Five Common Traits of Good Writers

(1) They have something to say.

(2) They read widely and have done so since childhood.

(3) They possess what Isaac Asimov calls a “capacity for clear thought,” able to go from point to point in an orderly sequence, an A to Z approach.

(4) They’re geniuses at putting their emotions into words.

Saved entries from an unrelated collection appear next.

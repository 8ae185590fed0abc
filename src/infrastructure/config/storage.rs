//! Config file persistence.

use std::fs;
use std::io::{ErrorKind, Write};
use std::path::{Path, PathBuf};

use thiserror::Error;
use tracing::{info, warn};

use super::app_config::AppConfig;
use crate::domain::entities::Tint;
use crate::infrastructure::image::DEFAULT_CACHE_SIZE;

const CONFIG_FILE_NAME: &str = "config.toml";

#[derive(Debug, Error)]
pub enum ConfigError {
    #[error("failed to determine config directory")]
    ConfigDirNotFound,
    #[error("io error: {0}")]
    Io(#[from] std::io::Error),
    #[error("toml serialization error: {0}")]
    TomlSer(#[from] toml::ser::Error),
    #[error("toml deserialization error: {0}")]
    TomlDe(#[from] toml::de::Error),
    #[error("invalid tint color `{0}`")]
    InvalidTint(String),
}

/// Reads and writes one `config.toml`.
pub struct StorageManager {
    path: PathBuf,
}

impl StorageManager {
    /// Store for `config.toml` in the platform config directory.
    ///
    /// # Errors
    ///
    /// Returns `ConfigError::ConfigDirNotFound` if the platform has no config directory.
    pub fn new() -> Result<Self, ConfigError> {
        let dir = AppConfig::default_config_dir().ok_or(ConfigError::ConfigDirNotFound)?;
        Ok(Self::with_dir(&dir))
    }

    /// Store for `config.toml` inside `dir`.
    #[must_use]
    pub fn with_dir(dir: &Path) -> Self {
        Self::at(dir.join(CONFIG_FILE_NAME))
    }

    /// Store for an explicit file.
    #[must_use]
    pub fn at(path: impl Into<PathBuf>) -> Self {
        Self { path: path.into() }
    }

    #[must_use]
    pub fn path(&self) -> &Path {
        &self.path
    }

    /// Loads the configuration.
    ///
    /// A missing file is written with defaults. A malformed file is left
    /// as is and defaults are used. Out-of-range values are replaced by
    /// their defaults.
    ///
    /// # Errors
    ///
    /// Returns `ConfigError` if the file cannot be read or the default
    /// cannot be written.
    pub fn load_config(&self) -> Result<AppConfig, ConfigError> {
        let content = match fs::read_to_string(&self.path) {
            Ok(content) => content,
            Err(e) if e.kind() == ErrorKind::NotFound => {
                info!(path = %self.path.display(), "Config file not found, writing defaults");
                let config = AppConfig::default();
                self.save_config(&config)?;
                return Ok(config);
            }
            Err(e) => return Err(e.into()),
        };

        let config = toml::from_str::<AppConfig>(&content).unwrap_or_else(|e| {
            warn!(
                path = %self.path.display(),
                error = %e,
                "Malformed config file, using defaults"
            );
            AppConfig::default()
        });
        Ok(self.sanitize(config))
    }

    /// Writes `config` atomically, creating parent directories.
    ///
    /// # Errors
    ///
    /// Returns `ConfigError` on serialization or I/O failure.
    pub fn save_config(&self, config: &AppConfig) -> Result<(), ConfigError> {
        let content = toml::to_string_pretty(config)?;

        let parent = self
            .path
            .parent()
            .filter(|p| !p.as_os_str().is_empty())
            .unwrap_or_else(|| Path::new("."));
        fs::create_dir_all(parent)?;

        let mut temp_file = tempfile::NamedTempFile::new_in(parent)?;
        temp_file.write_all(content.as_bytes())?;
        temp_file.persist(&self.path).map_err(|e| e.error)?;
        Ok(())
    }

    fn sanitize(&self, mut config: AppConfig) -> AppConfig {
        if config.loader.memory_cache_size == 0 {
            warn!(
                path = %self.path.display(),
                default = DEFAULT_CACHE_SIZE,
                "memory_cache_size must be positive, using default"
            );
            config.loader.memory_cache_size = DEFAULT_CACHE_SIZE;
        }
        if Tint::from_hex(&config.fallback.tint).is_none() {
            warn!(
                path = %self.path.display(),
                tint = %config.fallback.tint,
                "Unrecognised fallback tint, using default"
            );
            config.fallback.tint = Tint::SYSTEM_GRAY.to_string();
        }
        config
    }
}

#[cfg(test)]
mod tests {
    use super::*;
    use crate::infrastructure::config::LogLevel;
    use tempfile::tempdir;

    #[test]
    fn test_missing_file_is_written_with_defaults() {
        let dir = tempdir().unwrap();
        let manager = StorageManager::with_dir(&dir.path().join("viewkit"));

        let config = manager.load_config().unwrap();
        assert_eq!(config.log_level, LogLevel::Info);
        assert!(manager.path().exists());

        let reloaded = manager.load_config().unwrap();
        assert_eq!(reloaded.fallback.tint, config.fallback.tint);
        assert_eq!(reloaded.loader.memory_cache_size, DEFAULT_CACHE_SIZE);
    }

    #[test]
    fn test_malformed_file_is_left_untouched() {
        let dir = tempdir().unwrap();
        let manager = StorageManager::with_dir(dir.path());
        fs::write(manager.path(), "[loader\nmemory_cache_size = ").unwrap();

        let config = manager.load_config().unwrap();
        assert_eq!(config.loader.memory_cache_size, DEFAULT_CACHE_SIZE);
        let content = fs::read_to_string(manager.path()).unwrap();
        assert_eq!(content, "[loader\nmemory_cache_size = ");
    }

    #[test]
    fn test_explicit_file_is_read() {
        let dir = tempdir().unwrap();
        let custom = dir.path().join("custom.toml");
        fs::write(&custom, "[loader]\nmemory_cache_size = 3\nfade_duration_ms = 120\n").unwrap();

        let config = StorageManager::at(&custom).load_config().unwrap();
        assert_eq!(config.loader.memory_cache_size, 3);
        assert_eq!(config.loader.fade_duration_ms, 120);
        assert!(!dir.path().join(CONFIG_FILE_NAME).exists());
    }

    #[test]
    fn test_out_of_range_values_fall_back_to_defaults() {
        let dir = tempdir().unwrap();
        let manager = StorageManager::with_dir(dir.path());
        fs::write(
            manager.path(),
            "[loader]\nmemory_cache_size = 0\n\n[fallback]\ntint = \"gray\"\n",
        )
        .unwrap();

        let config = manager.load_config().unwrap();
        assert_eq!(config.loader.memory_cache_size, DEFAULT_CACHE_SIZE);
        assert_eq!(config.fallback.tint, Tint::SYSTEM_GRAY.to_string());
    }

    #[test]
    fn test_save_then_load_keeps_values() {
        let dir = tempdir().unwrap();
        let manager = StorageManager::with_dir(dir.path());
        let mut config = AppConfig::default();
        config.loader.timeout_secs = 7;
        config.fallback.tint = "#102030".to_string();

        manager.save_config(&config).unwrap();
        let loaded = manager.load_config().unwrap();

        assert_eq!(loaded.loader.timeout_secs, 7);
        assert_eq!(loaded.fallback.tint, "#102030");
    }
}
//! Image handling infrastructure.
//!
//! This module provides:
//! - Memory caching with LRU eviction
//! - The in-flight request registry
//! - HTTP payload fetching

pub mod http_fetcher;
pub mod memory_cache;
pub mod task_registry;

pub use http_fetcher::{DEFAULT_TIMEOUT_SECS, HttpImageFetcher};
pub use memory_cache::{CacheStats, DEFAULT_CACHE_SIZE, MemoryImageCache};
pub use task_registry::TaskRegistry;
use std::time::Duration;

use clap::Parser;
use color_eyre::eyre::{Result, WrapErr};
use tracing::{debug, info, warn};
use tracing_subscriber::{EnvFilter, fmt, layer::SubscriberExt, util::SubscriberInitExt};

use viewkit::infrastructure::{AppConfig, CliArgs, StorageManager};
use viewkit::util::build;
use viewkit::{ImageLoader, ImageView, MainContext, ViewState};

const SETTLE_GRACE_SECS: u64 = 5;

fn init_logging(config: &AppConfig) -> Result<()> {
    let filter = EnvFilter::try_from_default_env()
        .unwrap_or_else(|_| EnvFilter::new(config.log_level.to_string()));

    if let Some(log_path) = &config.log_path {
        if let Some(parent) = log_path.parent() {
            std::fs::create_dir_all(parent)?;
        }

        let file = std::fs::OpenOptions::new()
            .create(true)
            .append(true)
            .open(log_path)?;

        let file_layer = fmt::layer()
            .with_writer(file)
            .with_ansi(false)
            .with_target(true)
            .with_thread_ids(false);

        tracing_subscriber::registry()
            .with(filter)
            .with(file_layer)
            .init();

        info!(path = %log_path.display(), "Logging initialized");
    } else {
        tracing_subscriber::registry()
            .with(filter)
            .with(fmt::layer().with_writer(std::io::stderr))
            .init();
    }

    Ok(())
}

fn load_config(args: &CliArgs) -> Result<AppConfig> {
    let storage = match &args.config {
        Some(path) => StorageManager::at(path),
        None => StorageManager::new()?,
    };
    let mut config = storage.load_config()?;
    config.merge_with_args(args);
    Ok(config)
}

fn describe(state: &ViewState) -> String {
    let image = state
        .image
        .as_ref()
        .map_or_else(|| "none".to_string(), |img| format!("{}x{}", img.width(), img.height()));
    let source = state
        .source
        .map_or_else(|| "-".to_string(), |s| s.to_string());
    let tint = state.tint.map_or_else(|| "-".to_string(), |t| t.to_string());
    format!(
        "{:?} image={image} source={source} tint={tint}",
        state.phase
    )
}

#[tokio::main]
async fn main() -> Result<()> {
    color_eyre::install()?;

    let args = CliArgs::parse();
    let config = load_config(&args)?;
    init_logging(&config)?;

    info!(version = viewkit::VERSION, "Starting viewkit");

    let fallback = config.fallback_image()?;
    let timeout = Duration::from_secs(config.loader.timeout_secs + SETTLE_GRACE_SECS);

    let (main, _presenter) = MainContext::spawn();
    let loader = ImageLoader::new(config.loader_config(), main.clone())
        .wrap_err("failed to create image loader")?;

    let view_count = if args.same_view { 1 } else { args.locators.len() };
    let views: Vec<ImageView> = (0..view_count)
        .map(|_| {
            build(ImageView::new(), |view| {
                let id = view.id();
                view.on_state_change(move |state| debug!(id = %id, state = ?state, "View updated"));
            })
        })
        .collect();

    for (index, locator) in args.locators.iter().enumerate() {
        let view = &views[index % view_count];
        let ticket = loader.load(view, locator, &fallback);
        debug!(id = %view.id(), ticket = %ticket, locator = %locator, "Issued load");
    }

    for (index, view) in views.iter().enumerate() {
        let label = if args.same_view {
            args.locators.last().map_or("", String::as_str)
        } else {
            args.locators[index].as_str()
        };

        match tokio::time::timeout(timeout, view.settled()).await {
            Ok(state) => println!("{label}: {}", describe(&state)),
            Err(_) => {
                warn!(id = %view.id(), "View did not settle in time");
                println!("{label}: timed out");
            }
        }
    }

    main.flush().await;
    info!(
        in_flight = loader.pending_count(),
        "Finished loading images"
    );

    Ok(())
}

(5) They possess an insatiable curiosity, constantly asking Why and How.

JAMES J. KILPATRICK

A Story Is a Black Box

My go-to model for my stories – a model that actually helps me write them – is that a story is a black box, into which the reader goes, and something happens. Something big and breathtaking and non-trivial. I don’t have to know what that thing is beforehand – it’s going to reveal itself to me at speed and I don’t need to be able to pithily reduce it. I just have to micro-manage the machinery inside the box so as to maximize the various effects – to sharpen the curves, so to speak. Now, mysteriously, thinking of stories this way does tend to produce themes and ethical resonance and all of that – how, I don’t know. But I’m OK with not knowing. I just want to get better at the doing.

GEORGE SAUNDERS

Cut Like Crazy

Cut like crazy. Less is more. I've often read manuscripts–including my own–where I've got to the beginning of, say, chapter two and have thought: "This is where the novel should actually start." A huge amount of information about character and backstory can be conveyed through small detail. The emotional attachment you feel to a scene or a chapter will fade as you move on to other stories. Be business-like about it.

SARAH WATERS

Always Be Writing

When writing goes painfully, when it’s hideously difficult, and one feels real despair (ah, the despair, silly as it is, is real!)–then naturally one ought to continue with the work; it would be cowardly to retreat. But when writing goes smoothly–why then one certainly should keep on working, since it would be stupid to stop. Consequently one is always writing or should be writing.